Alain Finkielkraut : Je est mon Autre

Altérité en figure de style ou réaction comme réflexe de survie ? Les deux, mon capitaine, telle est l’essence de la philosophie, sorte d’en même temps intellectuelle qui creuse profondément la question avant de livrer une possible réponse. Laquelle ira parfois vers la métaphore, comme le fit Heidegger quand il lâcha une petite phrase contre le tourisme, porteur de bien des maux et destructeur de beautés. 
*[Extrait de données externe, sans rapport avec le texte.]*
//! Voxpage - voice-driven page building over a realtime speech session
//!
//! The crate exposes a fixed set of page manipulation tools to a remote
//! realtime model, dispatches the model's function calls against an
//! in-memory element registry, and keeps the transport session alive
//! through failures.

pub mod assistant;
pub mod config;
pub mod dispatch;
pub mod images;
pub mod registry;
pub mod supervisor;
pub mod tools;
pub mod transport;

use thiserror::Error;

pub use assistant::{Assistant, AssistantBuilder, AssistantCommand, AssistantEvent, AssistantHandle};
pub use config::AssistantConfig;
pub use registry::{Element, ElementKind, ElementRegistry, SharedRegistry};
pub use tools::{ToolOutput, ToolSet};

#[derive(Error, Debug, Clone, PartialEq)]
pub enum VoxError {
    #[error("{}", not_found_message(.0))]
    NotFound(Vec<String>),

    #[error("Element with ID {0} already exists")]
    DuplicateId(String),

    #[error("Invalid position '{0}'. Use \"before\", \"after\", \"prepend\", or \"append\"")]
    InvalidPosition(String),

    #[error("Unsupported element type: {0}")]
    UnsupportedElementType(String),

    #[error("Validation error: {0}")]
    Validation(String),

    #[error("External service error: {0}")]
    ExternalService(String),

    #[error("Transport error: {0}")]
    Transport(String),

    #[error("Circuit breaker is open. Too many connection failures (retry in {retry_in_ms}ms)")]
    CircuitOpen { retry_in_ms: u64 },

    #[error("Configuration error: {0}")]
    Configuration(String),

    #[error("Channel error: {0}")]
    Channel(String),

    #[error("Serialization error: {0}")]
    Serialization(String),

    #[error("IO error: {0}")]
    Io(String),
}

fn not_found_message(ids: &[String]) -> String {
    match ids {
        [single] => format!("Element with ID {} not found", single),
        many => format!("Elements not found: {}", many.join(", ")),
    }
}

impl VoxError {
    /// Shorthand for a single missing id
    pub fn not_found(id: impl Into<String>) -> Self {
        VoxError::NotFound(vec![id.into()])
    }

    /// Check if this error is recoverable
    pub fn is_recoverable(&self) -> bool {
        match self {
            // Bad requests from the model; the session keeps going
            VoxError::NotFound(_)
            | VoxError::DuplicateId(_)
            | VoxError::InvalidPosition(_)
            | VoxError::UnsupportedElementType(_)
            | VoxError::Validation(_) => true,
            // Typically transient
            VoxError::ExternalService(_) => true,
            VoxError::Transport(_) => true,
            VoxError::CircuitOpen { .. } => true,
            VoxError::Serialization(_) => true,
            // Require a restart or user intervention
            VoxError::Configuration(_) => false,
            VoxError::Channel(_) => false,
            VoxError::Io(_) => false,
        }
    }

    /// Get a user-friendly description
    pub fn user_message(&self) -> String {
        match self {
            VoxError::NotFound(_) | VoxError::DuplicateId(_) | VoxError::InvalidPosition(_) => {
                "The assistant referred to an element that does not fit the page.".to_string()
            }
            VoxError::UnsupportedElementType(_) | VoxError::Validation(_) => {
                "The assistant sent an invalid request.".to_string()
            }
            VoxError::ExternalService(_) => {
                "An external service failed. Please try again.".to_string()
            }
            VoxError::Transport(_) => {
                "Connection to the voice service failed. Use retry to reconnect.".to_string()
            }
            VoxError::CircuitOpen { .. } => {
                "Too many connection failures. Waiting before reconnecting.".to_string()
            }
            VoxError::Configuration(_) => {
                "Configuration error. Please check settings.".to_string()
            }
            VoxError::Channel(_) => {
                "Internal communication error. Please restart the application.".to_string()
            }
            VoxError::Serialization(_) => "Received a malformed message.".to_string(),
            VoxError::Io(_) => "File system error occurred.".to_string(),
        }
    }
}

impl From<std::io::Error> for VoxError {
    fn from(e: std::io::Error) -> Self {
        VoxError::Io(e.to_string())
    }
}

impl From<serde_json::Error> for VoxError {
    fn from(e: serde_json::Error) -> Self {
        VoxError::Serialization(e.to_string())
    }
}

impl From<reqwest::Error> for VoxError {
    fn from(e: reqwest::Error) -> Self {
        VoxError::ExternalService(e.to_string())
    }
}

pub type Result<T> = std::result::Result<T, VoxError>;
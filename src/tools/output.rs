//! Uniform handler result
//!
//! Every tool answers `{success: true, ...data}` or
//! `{success: false, error, ...data}`. The dispatcher serializes this value
//! verbatim as the function call output.

use crate::VoxError;
use serde::{Serialize, Serializer};
use serde_json::{Map, Value};

/// Result of one tool invocation
#[derive(Clone, Debug, PartialEq)]
pub struct ToolOutput {
    success: bool,
    fields: Map<String, Value>,
}

impl ToolOutput {
    pub fn success() -> Self {
        Self {
            success: true,
            fields: Map::new(),
        }
    }

    pub fn failure(error: impl Into<String>) -> Self {
        let mut fields = Map::new();
        fields.insert("error".to_string(), Value::String(error.into()));
        Self {
            success: false,
            fields,
        }
    }

    /// Attach a data field
    pub fn with(mut self, key: &str, value: impl Into<Value>) -> Self {
        self.fields.insert(key.to_string(), value.into());
        self
    }

    pub fn is_success(&self) -> bool {
        self.success
    }

    pub fn get(&self, key: &str) -> Option<&Value> {
        self.fields.get(key)
    }

    /// String field shorthand
    pub fn get_str(&self, key: &str) -> Option<&str> {
        self.fields.get(key).and_then(Value::as_str)
    }

    pub fn error(&self) -> Option<&str> {
        self.get_str("error")
    }

    pub fn to_value(&self) -> Value {
        let mut object = Map::with_capacity(self.fields.len() + 1);
        object.insert("success".to_string(), Value::Bool(self.success));
        for (key, value) in &self.fields {
            object.insert(key.clone(), value.clone());
        }
        Value::Object(object)
    }

    /// JSON text as carried in a `function_call_output` item
    pub fn to_json_string(&self) -> String {
        self.to_value().to_string()
    }
}

impl From<VoxError> for ToolOutput {
    fn from(err: VoxError) -> Self {
        let output = ToolOutput::failure(err.to_string());
        match err {
            VoxError::NotFound(ids) => output.with("missingIds", ids),
            _ => output,
        }
    }
}

impl Serialize for ToolOutput {
    fn serialize<S: Serializer>(&self, serializer: S) -> std::result::Result<S::Ok, S::Error> {
        self.to_value().serialize(serializer)
    }
}

#[cfg(test)]
mod tests {
    use super::*;
    use serde_json::json;

    #[test]
    fn test_success_shape() {
        let output = ToolOutput::success().with("buttonId", "b1");
        assert_eq!(output.to_value(), json!({"success": true, "buttonId": "b1"}));
    }

    #[test]
    fn test_error_conversion_lists_missing() {
        let output = ToolOutput::from(VoxError::NotFound(vec!["y".into()]));
        assert!(!output.is_success());
        assert_eq!(output.error(), Some("Element with ID y not found"));
        assert_eq!(output.get("missingIds"), Some(&json!(["y"])));
    }

    #[test]
    fn test_json_string_roundtrip() {
        let output = ToolOutput::failure("boom").with("containerId", "img-1");
        let parsed: Value = serde_json::from_str(&output.to_json_string()).unwrap();
        assert_eq!(parsed["success"], json!(false));
        assert_eq!(parsed["containerId"], json!("img-1"));
    }
}
//! Realtime transport
//!
//! Session negotiation ([`signaling`]), the connectivity abstraction
//! ([`peer`]) with a socket and a loopback implementation, and the
//! session state machine tying them together.

pub mod loopback;
pub mod peer;
pub mod session;
pub mod signaling;
pub mod socket;

pub use loopback::{LoopbackConnector, LoopbackRemote, LoopbackSignaling};
pub use peer::{ChannelOptions, Connectivity, LinkRequest, PeerConnector, PeerEvent, PeerEvents, PeerLink};
pub use session::{NegotiationOptions, SessionState, TransportSession};
pub use signaling::{parse_credential, HttpSignaling, SessionCredential, Signaling};
pub use socket::WebSocketConnector;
Pourra-t-on encore parler de France et de nation dans un proche avenir sans être insulté ? Alain Finkielkraut n’aspire pas à être noyé dans le bouillon multiculturel à l’anglo-saxon, et il rappelle qu’en 1956, les Hongrois victimes de la répression soviétique, appelaient à résister, à mourir pour que la Hongrie restât Hongrie et restât Europe. L’Europe ne doit pas être synonyme de destruction des nations, concept que les wokes de l’UE ne veulent pas entendre… Élisabeth Badinter ne dit pas autre chose : Une seconde société tente de s’imposer insidieusement dans notre République, tournant le dos à celle-ci, visant explicitement le séparatisme voire la sécession

Le nationalisme serait porteur de xénophobie, et le savoir de ségrégation : alors soyons tous idiots, vivons dans un monde virtuel, et buvons du Coca-Cola toute la journée. Ainsi il en va des foules manipulées et des générations sacrifiées par une Éducation nationale qui a fait une croix sur la méritocratie (encore une trahison de la gauche), sur la notation, sur la transmission du savoir… Il ne doit plus y avoir de hiérarchie, de sachants, nulle transcendance dans l’amour de la connaissance. Les rebellocrates de Philippe Murray exercent leur vengeance sur tous ceux qui ne sont pas à leur mesure et les couvrent de leurs outrages. Idiots de tous les pays, unissez-vous.
Le ressentiment a pris le pas sur les autres passions démocratiques en s’emmitouflant dans le manteau de la vertu… Le rêve de Jean Dubuffet explicité dans Asphyxiante culture en 1968 est en passe de se réaliser : il y a maintenant des "instituts de la déculturation" où des "négateurs solidement entraînés" développent "par des exercices appropriés la vivifiante faculté d’oubli" et proclament l’inanité de la notion de valeur esthétique. On comprend mieux la pauvreté de l’art contemporain et sa haine du beau. 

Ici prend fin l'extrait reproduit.